◆ Try it
Work through the records below and copy every line that includes "BTreeMap".

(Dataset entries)
BEGIN
impl FieldSchema {
    fn from_options(name: &str, data_type: DataType, options: FieldOptions) -> DbResult<Self> {
        let constraint = |msg: &str| {
            Err(DbError::InvalidConstraint(format!(
                "field '{}' ({}): {}",
                name,
                data_type.type_name(),
                msg
            )))
        };

        if name.is_empty() {
            return Err(DbError::InvalidConstraint("field name must not be empty".to_string()));
        }

        match data_type {
            DataType::VarChar => match options.max_length {
                None => return constraint("max_length is required"),
                Some(0) => return constraint("max_length must be positive"),
                Some(_) => {}
            },
            DataType::Array if options.element_type == Some(DataType::VarChar) => {}
            _ if options.max_length.is_some() => {
                return constraint("max_length only applies to VarChar fields")
            }
            _ => {}
        }

        match data_type {
            DataType::FloatVector => match options.dim {
                None => return constraint("dim is required"),
                Some(0) => return constraint("dim must be positive"),
                Some(_) => {}
            },
            _ if options.dim.is_some() => {
                return constraint("dim only applies to vector fields")
            }
            _ => {}
        }

        match data_type {
            DataType::Array => {
                match options.element_type {
                    None => return constraint("element_type is required"),
                    Some(element) if !element.is_array_element() => {
                        return constraint("element_type must be a scalar type")
                    }
                    Some(_) => {}
                }
                match options.max_capacity {
                    None => return constraint("max_capacity is required"),
                    Some(0) => return constraint("max_capacity must be positive"),
                    Some(_) => {}
                }
            }
            _ if options.element_type.is_some() || options.max_capacity.is_some() => {
                return constraint("element_type/max_capacity only apply to Array fields")
            }
            _ => {}
        }

        if options.is_primary && !matches!(data_type, DataType::Int64 | DataType::VarChar) {
            return constraint("primary key must be Int64 or VarChar");
        }
        if options.auto_id && !(options.is_primary && data_type == DataType::Int64) {
            return constraint("auto_id requires an Int64 primary key");
        }
        if options.is_partition_key {
            if options.is_primary {
                return constraint("the primary key cannot be the partition key");
            }
            if !matches!(data_type, DataType::Int64 | DataType::VarChar) {
                return constraint("partition key must be Int64 or VarChar");
            }
        }

        Ok(Self {
            name: name.to_string(),
            data_type,
            is_primary: options.is_primary,
            auto_id: options.auto_id,
            is_partition_key: options.is_partition_key,
            max_length: options.max_length,
            dim: options.dim,
            element_type: options.element_type,
            max_capacity: options.max_capacity,
            description: options.description.unwrap_or_default(),
        })
    }

    /// Validate a value against this field
    pub fn validate_value(&self, value: &Value) -> DbResult<()> {
        match self.data_type {
            DataType::Json => Ok(()),
            DataType::Array => {
                let items = value.as_array().ok_or_else(|| self.type_error(value))?;
                let capacity = self.max_capacity.unwrap_or(usize::MAX);
                if items.len() > capacity {
                    return Err(DbError::Validation(format!(
                        "field '{}': array has {} elements, max_capacity is {}",
                        self.name,
                        items.len(),
                        capacity
                    )));
                }
                let element = self.element_type.unwrap_or(DataType::Json);
                for (index, item) in items.iter().enumerate() {
                    if !scalar_matches(element, item, self.max_length) {
                        return Err(DbError::Validation(format!(
                            "field '{}': element {} expected {}, found {}",
                            self.name,
                            index,
                            element.type_name(),
                            get_value_type_name(item)
                        )));
                    }
                }
                Ok(())
            }
            DataType::FloatVector => {
                let items = value.as_array().ok_or_else(|| self.type_error(value))?;
                if items.iter().all(|v| v.is_number()) {
                    Ok(())
                } else {
                    Err(self.type_error(value))
                }
            }
            DataType::VarChar => {
                let s = value.as_str().ok_or_else(|| self.type_error(value))?;
                let max = self.max_length.unwrap_or(usize::MAX);
                if s.len() > max {
                    return Err(DbError::Validation(format!(
                        "field '{}': length {} exceeds max_length {}",
                        self.name,
                        s.len(),
                        max
                    )));
                }
                Ok(())
            }
            scalar => {
                if scalar_matches(scalar, value, None) {
                    Ok(())
                } else {
                    Err(self.type_error(value))
                }
            }
        }
    }

    fn type_error(&self, value: &Value) -> DbError {
        DbError::Validation(format!(
            "field '{}': expected {}, found {}",
            self.name,
            self.data_type.type_name(),
            get_value_type_name(value)
        ))
    }
}

fn scalar_matches(data_type: DataType, value: &Value, max_length: Option<usize>) -> bool {
    match data_type {
        DataType::Bool => value.is_boolean(),
        DataType::Float | DataType::Double => value.is_number(),
        DataType::VarChar => value
            .as_str()
            .map(|s| s.len() <= max_length.unwrap_or(usize::MAX))
            .unwrap_or(false),
        DataType::Json => true,
        other => match (other.integer_bounds(), value.as_i64()) {
            (Some((lo, hi)), Some(i)) => i >= lo && i <= hi,
            _ => false,
        },
    }
}

/// Immutable collection schema
#[derive(Debug, Clone, PartialEq, Serialize, Deserialize)]
pub struct CollectionSchema {
    pub fields: Vec<FieldSchema>,
    #[serde(default)]
    pub enable_dynamic_field: bool,
    #[serde(default)]
    pub description: String,
}

/// Whether a row is headed for `insert` or `upsert`.
#[derive(Debug, Clone, Copy, PartialEq, Eq)]
pub enum RowMode {
    Insert,
    Upsert,
}

/// A row split into its typed parts, before primary-key assignment.
#[derive(Debug, Clone, PartialEq)]
pub struct ValidatedRow {
    pub pk: Option<PrimaryKey>,
    pub scalars: BTreeMap<String, Value>,
    pub vectors: BTreeMap<String, Vec<f32>>,
    pub dynamic: BTreeMap<String, Value>,
}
END
◆ Completed task
    pub scalars: BTreeMap<String, Value>,
    pub vectors: BTreeMap<String, Vec<f32>>,
    pub dynamic: BTreeMap<String, Value>,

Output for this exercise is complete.